*** Opening Provided records ***

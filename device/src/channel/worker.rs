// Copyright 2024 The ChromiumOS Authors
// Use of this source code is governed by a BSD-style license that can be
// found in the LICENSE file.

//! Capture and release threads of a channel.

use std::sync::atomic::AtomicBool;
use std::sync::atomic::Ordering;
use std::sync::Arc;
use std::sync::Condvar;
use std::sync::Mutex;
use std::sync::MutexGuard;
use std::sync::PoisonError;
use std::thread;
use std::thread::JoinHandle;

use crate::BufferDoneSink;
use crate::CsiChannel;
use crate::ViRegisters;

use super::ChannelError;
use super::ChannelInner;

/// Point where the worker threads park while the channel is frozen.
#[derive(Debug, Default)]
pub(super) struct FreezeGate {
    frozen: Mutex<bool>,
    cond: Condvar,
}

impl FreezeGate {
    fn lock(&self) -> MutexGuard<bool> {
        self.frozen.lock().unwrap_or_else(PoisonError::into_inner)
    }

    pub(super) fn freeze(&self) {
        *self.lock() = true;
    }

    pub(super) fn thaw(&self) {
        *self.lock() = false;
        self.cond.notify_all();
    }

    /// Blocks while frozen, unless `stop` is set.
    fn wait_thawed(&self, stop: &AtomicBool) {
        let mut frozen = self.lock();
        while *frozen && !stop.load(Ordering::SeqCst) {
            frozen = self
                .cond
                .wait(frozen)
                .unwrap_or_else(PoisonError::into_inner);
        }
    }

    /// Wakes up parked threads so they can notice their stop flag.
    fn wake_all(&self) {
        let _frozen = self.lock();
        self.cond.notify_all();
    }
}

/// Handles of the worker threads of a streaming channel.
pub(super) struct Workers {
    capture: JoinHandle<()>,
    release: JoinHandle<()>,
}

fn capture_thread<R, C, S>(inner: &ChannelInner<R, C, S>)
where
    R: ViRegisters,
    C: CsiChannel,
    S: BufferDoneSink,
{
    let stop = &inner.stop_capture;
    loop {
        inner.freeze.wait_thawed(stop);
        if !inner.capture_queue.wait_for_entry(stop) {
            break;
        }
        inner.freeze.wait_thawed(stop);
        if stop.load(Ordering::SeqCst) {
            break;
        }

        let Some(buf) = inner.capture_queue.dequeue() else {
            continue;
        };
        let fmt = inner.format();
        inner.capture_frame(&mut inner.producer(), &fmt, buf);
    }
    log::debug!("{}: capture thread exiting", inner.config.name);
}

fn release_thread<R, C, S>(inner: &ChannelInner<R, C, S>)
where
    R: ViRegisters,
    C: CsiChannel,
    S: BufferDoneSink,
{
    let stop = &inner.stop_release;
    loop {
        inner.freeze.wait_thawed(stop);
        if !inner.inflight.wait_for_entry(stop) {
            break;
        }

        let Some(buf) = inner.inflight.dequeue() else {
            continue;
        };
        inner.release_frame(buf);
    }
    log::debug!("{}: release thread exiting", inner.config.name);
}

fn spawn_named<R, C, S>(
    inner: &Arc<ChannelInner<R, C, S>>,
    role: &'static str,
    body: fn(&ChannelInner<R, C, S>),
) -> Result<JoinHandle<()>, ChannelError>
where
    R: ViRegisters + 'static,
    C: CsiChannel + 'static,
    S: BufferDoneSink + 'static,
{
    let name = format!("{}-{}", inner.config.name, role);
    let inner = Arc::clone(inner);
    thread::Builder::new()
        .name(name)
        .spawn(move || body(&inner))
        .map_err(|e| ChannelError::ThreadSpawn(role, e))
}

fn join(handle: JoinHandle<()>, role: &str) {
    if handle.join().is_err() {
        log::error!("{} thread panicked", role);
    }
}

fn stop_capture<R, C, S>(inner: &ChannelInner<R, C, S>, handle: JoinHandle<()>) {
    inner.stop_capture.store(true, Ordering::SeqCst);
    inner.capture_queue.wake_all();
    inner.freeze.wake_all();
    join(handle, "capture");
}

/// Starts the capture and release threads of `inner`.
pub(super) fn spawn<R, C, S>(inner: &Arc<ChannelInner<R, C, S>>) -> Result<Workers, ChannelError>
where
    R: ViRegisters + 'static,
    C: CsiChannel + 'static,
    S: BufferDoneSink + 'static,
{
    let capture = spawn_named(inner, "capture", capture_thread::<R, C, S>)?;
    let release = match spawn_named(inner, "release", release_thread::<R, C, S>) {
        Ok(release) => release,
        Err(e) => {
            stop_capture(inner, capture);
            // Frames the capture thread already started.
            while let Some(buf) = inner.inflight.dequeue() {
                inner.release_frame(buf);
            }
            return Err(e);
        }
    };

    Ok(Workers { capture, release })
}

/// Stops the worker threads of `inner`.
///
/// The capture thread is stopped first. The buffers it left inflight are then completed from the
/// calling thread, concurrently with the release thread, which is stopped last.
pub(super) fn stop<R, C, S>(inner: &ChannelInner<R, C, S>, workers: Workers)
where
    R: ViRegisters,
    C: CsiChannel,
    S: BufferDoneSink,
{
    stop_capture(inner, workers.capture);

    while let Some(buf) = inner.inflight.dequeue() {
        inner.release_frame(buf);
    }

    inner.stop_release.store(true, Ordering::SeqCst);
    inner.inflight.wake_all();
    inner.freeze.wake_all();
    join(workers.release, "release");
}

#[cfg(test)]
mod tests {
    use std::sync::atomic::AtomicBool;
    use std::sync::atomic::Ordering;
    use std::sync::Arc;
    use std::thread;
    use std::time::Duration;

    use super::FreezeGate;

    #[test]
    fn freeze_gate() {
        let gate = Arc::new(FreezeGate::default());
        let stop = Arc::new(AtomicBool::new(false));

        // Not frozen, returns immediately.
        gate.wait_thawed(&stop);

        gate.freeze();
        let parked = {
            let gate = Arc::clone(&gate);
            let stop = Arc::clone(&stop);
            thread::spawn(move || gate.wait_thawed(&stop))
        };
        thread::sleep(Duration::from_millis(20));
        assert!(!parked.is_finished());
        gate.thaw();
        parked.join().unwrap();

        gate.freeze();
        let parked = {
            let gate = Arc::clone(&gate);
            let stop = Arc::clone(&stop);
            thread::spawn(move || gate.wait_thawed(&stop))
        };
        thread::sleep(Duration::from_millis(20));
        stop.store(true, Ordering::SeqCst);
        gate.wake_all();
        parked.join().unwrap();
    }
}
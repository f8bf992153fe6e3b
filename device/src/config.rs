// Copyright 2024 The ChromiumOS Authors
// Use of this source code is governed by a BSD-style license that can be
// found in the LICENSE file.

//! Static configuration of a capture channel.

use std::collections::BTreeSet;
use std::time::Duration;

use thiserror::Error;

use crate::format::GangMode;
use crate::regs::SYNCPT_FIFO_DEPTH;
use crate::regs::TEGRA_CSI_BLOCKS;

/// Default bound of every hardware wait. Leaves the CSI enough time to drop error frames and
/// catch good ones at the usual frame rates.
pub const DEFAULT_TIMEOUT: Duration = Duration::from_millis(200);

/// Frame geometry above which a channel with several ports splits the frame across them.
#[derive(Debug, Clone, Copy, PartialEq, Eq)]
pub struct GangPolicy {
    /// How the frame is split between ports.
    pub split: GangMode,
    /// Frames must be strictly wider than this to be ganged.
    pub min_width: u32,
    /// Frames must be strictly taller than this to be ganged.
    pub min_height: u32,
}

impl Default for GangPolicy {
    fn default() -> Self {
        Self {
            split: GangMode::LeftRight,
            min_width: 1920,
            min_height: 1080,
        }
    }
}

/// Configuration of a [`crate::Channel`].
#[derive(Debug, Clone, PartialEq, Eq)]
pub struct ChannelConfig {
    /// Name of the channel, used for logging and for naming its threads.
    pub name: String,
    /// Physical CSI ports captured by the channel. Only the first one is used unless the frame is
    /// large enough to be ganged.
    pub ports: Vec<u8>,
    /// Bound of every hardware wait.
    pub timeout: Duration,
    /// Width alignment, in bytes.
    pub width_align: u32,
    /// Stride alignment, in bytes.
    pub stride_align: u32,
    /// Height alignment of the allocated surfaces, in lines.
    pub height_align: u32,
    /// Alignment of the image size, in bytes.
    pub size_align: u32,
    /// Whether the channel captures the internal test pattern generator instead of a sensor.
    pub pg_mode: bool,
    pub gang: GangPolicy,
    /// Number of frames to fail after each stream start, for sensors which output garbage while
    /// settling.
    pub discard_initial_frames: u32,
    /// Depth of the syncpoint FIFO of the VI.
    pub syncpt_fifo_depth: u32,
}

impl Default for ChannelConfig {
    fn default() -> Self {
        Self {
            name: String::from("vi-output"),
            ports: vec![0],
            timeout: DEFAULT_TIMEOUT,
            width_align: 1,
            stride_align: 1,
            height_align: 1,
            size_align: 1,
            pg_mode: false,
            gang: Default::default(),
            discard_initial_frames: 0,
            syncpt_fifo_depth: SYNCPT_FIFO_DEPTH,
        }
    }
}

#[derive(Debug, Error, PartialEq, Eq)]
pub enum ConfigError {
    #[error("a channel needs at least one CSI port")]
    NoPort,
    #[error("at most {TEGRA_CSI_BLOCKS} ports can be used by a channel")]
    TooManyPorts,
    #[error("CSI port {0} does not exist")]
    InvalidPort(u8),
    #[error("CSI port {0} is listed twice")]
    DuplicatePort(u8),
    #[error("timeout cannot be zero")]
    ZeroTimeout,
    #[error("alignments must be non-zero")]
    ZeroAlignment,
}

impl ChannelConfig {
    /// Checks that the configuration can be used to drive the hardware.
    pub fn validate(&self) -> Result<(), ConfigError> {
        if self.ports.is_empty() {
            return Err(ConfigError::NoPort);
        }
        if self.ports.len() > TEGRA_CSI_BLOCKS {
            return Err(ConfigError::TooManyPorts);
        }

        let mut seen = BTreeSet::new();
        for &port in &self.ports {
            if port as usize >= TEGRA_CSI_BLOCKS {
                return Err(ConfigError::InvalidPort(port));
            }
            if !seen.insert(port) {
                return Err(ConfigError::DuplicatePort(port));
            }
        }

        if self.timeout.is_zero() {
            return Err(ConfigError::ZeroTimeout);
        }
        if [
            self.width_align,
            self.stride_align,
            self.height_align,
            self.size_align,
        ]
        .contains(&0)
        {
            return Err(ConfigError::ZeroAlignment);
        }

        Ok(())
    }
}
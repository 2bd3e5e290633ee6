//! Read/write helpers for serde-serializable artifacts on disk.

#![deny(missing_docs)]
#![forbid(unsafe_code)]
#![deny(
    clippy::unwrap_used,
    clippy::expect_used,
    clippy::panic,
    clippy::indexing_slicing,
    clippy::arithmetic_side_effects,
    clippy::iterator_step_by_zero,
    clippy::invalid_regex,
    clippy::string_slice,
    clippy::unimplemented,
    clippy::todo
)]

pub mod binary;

*** Closing Provided records ***
*** Opening Provided records ***

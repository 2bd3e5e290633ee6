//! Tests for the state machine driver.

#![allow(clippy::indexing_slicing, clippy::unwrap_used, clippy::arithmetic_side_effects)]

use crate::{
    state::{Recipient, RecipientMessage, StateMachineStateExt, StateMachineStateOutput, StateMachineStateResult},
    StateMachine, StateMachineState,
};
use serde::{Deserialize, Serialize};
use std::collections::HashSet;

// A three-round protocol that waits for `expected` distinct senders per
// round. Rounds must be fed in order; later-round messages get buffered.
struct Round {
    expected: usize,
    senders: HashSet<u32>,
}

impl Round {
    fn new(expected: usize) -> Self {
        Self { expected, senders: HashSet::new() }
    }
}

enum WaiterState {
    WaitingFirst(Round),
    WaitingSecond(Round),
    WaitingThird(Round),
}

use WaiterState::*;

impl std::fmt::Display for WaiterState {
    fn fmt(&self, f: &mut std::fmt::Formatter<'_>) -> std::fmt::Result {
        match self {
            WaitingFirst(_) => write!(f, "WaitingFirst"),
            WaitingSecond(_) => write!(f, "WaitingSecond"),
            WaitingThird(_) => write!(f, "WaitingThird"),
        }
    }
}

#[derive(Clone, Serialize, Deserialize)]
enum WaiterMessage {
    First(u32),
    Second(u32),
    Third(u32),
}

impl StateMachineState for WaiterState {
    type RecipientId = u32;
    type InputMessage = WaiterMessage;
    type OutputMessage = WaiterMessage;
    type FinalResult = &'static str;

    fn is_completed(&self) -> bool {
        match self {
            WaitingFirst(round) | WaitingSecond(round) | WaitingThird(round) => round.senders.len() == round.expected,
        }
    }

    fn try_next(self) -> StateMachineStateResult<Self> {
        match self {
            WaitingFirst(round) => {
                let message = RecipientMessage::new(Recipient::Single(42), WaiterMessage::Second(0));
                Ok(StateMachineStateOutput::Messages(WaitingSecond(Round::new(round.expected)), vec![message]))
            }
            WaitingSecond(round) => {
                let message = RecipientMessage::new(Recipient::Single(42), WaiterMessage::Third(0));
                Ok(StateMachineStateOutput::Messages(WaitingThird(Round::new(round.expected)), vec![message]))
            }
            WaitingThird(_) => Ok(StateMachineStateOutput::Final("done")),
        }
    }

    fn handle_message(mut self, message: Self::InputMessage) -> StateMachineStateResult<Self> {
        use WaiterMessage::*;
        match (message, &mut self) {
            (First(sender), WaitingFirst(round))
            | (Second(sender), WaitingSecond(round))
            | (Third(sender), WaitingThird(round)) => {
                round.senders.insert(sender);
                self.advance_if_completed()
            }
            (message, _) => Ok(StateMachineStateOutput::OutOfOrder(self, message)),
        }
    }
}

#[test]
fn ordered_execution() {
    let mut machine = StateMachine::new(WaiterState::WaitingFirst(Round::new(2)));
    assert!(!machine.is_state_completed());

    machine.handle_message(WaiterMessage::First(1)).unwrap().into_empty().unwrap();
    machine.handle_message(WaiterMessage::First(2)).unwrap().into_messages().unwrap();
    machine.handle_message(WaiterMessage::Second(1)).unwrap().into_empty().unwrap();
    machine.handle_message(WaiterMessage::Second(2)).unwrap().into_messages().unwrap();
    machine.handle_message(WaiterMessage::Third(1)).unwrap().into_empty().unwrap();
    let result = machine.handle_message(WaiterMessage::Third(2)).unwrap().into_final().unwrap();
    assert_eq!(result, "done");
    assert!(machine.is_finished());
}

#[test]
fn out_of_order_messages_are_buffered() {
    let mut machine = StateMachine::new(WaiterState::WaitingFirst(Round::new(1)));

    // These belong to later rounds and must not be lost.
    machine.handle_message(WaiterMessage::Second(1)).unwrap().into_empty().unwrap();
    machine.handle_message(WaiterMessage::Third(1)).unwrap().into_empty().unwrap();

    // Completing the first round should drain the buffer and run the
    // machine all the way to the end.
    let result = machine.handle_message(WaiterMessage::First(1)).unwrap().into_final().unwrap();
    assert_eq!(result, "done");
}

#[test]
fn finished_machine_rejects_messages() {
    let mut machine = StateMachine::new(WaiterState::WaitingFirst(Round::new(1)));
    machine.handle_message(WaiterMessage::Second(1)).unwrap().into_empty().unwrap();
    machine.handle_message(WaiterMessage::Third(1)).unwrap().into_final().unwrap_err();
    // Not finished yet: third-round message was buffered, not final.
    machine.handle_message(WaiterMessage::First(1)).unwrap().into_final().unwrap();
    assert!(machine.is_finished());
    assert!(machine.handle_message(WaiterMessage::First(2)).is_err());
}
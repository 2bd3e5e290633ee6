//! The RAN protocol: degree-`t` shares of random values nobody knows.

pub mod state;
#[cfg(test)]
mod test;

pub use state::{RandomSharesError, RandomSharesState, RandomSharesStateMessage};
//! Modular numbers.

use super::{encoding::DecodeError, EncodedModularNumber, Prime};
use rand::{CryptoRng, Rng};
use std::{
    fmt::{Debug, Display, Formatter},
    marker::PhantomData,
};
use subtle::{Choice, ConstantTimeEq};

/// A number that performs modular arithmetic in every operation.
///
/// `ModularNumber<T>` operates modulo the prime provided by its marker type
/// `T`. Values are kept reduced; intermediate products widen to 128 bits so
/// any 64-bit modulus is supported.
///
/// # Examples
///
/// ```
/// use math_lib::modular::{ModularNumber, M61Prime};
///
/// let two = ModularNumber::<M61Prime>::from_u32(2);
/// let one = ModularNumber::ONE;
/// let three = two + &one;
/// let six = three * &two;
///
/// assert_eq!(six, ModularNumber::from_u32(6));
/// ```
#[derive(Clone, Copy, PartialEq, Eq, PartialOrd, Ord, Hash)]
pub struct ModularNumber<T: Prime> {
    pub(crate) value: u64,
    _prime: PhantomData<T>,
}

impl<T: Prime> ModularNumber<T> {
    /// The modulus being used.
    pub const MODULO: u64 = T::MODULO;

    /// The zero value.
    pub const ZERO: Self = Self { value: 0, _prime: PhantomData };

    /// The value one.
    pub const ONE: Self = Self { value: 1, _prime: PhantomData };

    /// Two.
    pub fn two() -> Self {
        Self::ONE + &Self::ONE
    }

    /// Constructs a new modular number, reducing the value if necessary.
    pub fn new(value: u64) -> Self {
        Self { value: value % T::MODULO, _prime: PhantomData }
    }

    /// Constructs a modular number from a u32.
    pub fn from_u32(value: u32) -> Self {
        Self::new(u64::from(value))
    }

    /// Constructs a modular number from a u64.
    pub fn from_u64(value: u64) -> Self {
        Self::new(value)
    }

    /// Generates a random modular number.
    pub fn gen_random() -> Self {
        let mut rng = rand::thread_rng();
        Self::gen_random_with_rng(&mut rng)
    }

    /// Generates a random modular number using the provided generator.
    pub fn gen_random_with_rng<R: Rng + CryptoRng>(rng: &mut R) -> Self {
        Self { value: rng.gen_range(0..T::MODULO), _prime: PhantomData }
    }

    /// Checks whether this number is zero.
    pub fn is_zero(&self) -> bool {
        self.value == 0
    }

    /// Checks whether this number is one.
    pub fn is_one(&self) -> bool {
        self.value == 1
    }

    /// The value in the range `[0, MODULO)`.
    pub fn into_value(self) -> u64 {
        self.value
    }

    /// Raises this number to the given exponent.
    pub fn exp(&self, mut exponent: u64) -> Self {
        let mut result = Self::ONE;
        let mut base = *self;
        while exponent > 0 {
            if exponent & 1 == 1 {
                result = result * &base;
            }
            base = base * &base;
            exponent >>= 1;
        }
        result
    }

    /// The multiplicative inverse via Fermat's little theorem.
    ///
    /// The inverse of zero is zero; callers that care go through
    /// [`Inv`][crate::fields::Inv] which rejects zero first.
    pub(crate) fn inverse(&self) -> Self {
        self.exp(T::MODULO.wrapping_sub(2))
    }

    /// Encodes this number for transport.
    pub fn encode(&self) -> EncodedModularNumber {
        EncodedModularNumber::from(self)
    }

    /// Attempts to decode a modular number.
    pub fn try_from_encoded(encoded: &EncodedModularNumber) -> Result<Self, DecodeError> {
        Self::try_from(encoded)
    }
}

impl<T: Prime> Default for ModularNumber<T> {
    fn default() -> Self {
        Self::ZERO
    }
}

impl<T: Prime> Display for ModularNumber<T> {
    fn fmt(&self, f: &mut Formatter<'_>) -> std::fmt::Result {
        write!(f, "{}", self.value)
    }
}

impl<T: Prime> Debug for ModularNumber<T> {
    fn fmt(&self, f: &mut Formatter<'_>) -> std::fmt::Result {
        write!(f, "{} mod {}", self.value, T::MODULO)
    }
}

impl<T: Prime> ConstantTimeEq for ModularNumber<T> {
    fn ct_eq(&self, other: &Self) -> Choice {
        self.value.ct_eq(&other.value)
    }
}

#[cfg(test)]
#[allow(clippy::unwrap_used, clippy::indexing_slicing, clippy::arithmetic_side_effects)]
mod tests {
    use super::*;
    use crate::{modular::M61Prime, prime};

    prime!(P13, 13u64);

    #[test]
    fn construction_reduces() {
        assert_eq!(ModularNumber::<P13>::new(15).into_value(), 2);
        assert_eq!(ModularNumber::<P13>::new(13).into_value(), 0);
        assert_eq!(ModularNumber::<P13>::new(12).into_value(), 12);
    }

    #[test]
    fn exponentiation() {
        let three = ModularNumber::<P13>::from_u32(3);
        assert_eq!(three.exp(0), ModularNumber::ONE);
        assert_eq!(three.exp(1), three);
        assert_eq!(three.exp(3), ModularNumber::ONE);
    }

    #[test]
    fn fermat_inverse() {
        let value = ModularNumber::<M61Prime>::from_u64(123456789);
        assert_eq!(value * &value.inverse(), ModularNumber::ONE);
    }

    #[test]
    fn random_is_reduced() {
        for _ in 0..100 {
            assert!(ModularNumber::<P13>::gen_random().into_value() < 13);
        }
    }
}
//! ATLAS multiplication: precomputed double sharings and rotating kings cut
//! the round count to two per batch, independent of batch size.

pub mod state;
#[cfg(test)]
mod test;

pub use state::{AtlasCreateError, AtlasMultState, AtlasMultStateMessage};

*** Closing Provided records ***

*Exercise brief*
Reproduce, exactly as they stand in the data above, the lines from the one that holds "use super::FreezeGate;" to the one that holds "use crate::regs::TEGRA_CSI_BLOCKS;", inclusive.

*Output for this exercise*
    use super::FreezeGate;

    #[test]
    fn freeze_gate() {
        let gate = Arc::new(FreezeGate::default());
        let stop = Arc::new(AtomicBool::new(false));

        // Not frozen, returns immediately.
        gate.wait_thawed(&stop);

        gate.freeze();
        let parked = {
            let gate = Arc::clone(&gate);
            let stop = Arc::clone(&stop);
            thread::spawn(move || gate.wait_thawed(&stop))
        };
        thread::sleep(Duration::from_millis(20));
        assert!(!parked.is_finished());
        gate.thaw();
        parked.join().unwrap();

        gate.freeze();
        let parked = {
            let gate = Arc::clone(&gate);
            let stop = Arc::clone(&stop);
            thread::spawn(move || gate.wait_thawed(&stop))
        };
        thread::sleep(Duration::from_millis(20));
        stop.store(true, Ordering::SeqCst);
        gate.wake_all();
        parked.join().unwrap();
    }
}
repository f8bf992153fe6e3b
filename device/src/config.rs
// Copyright 2024 The ChromiumOS Authors
// Use of this source code is governed by a BSD-style license that can be
// found in the LICENSE file.

//! Static configuration of a capture channel.

use std::collections::BTreeSet;
use std::time::Duration;

use thiserror::Error;

use crate::format::GangMode;
use crate::regs::SYNCPT_FIFO_DEPTH;
use crate::regs::TEGRA_CSI_BLOCKS;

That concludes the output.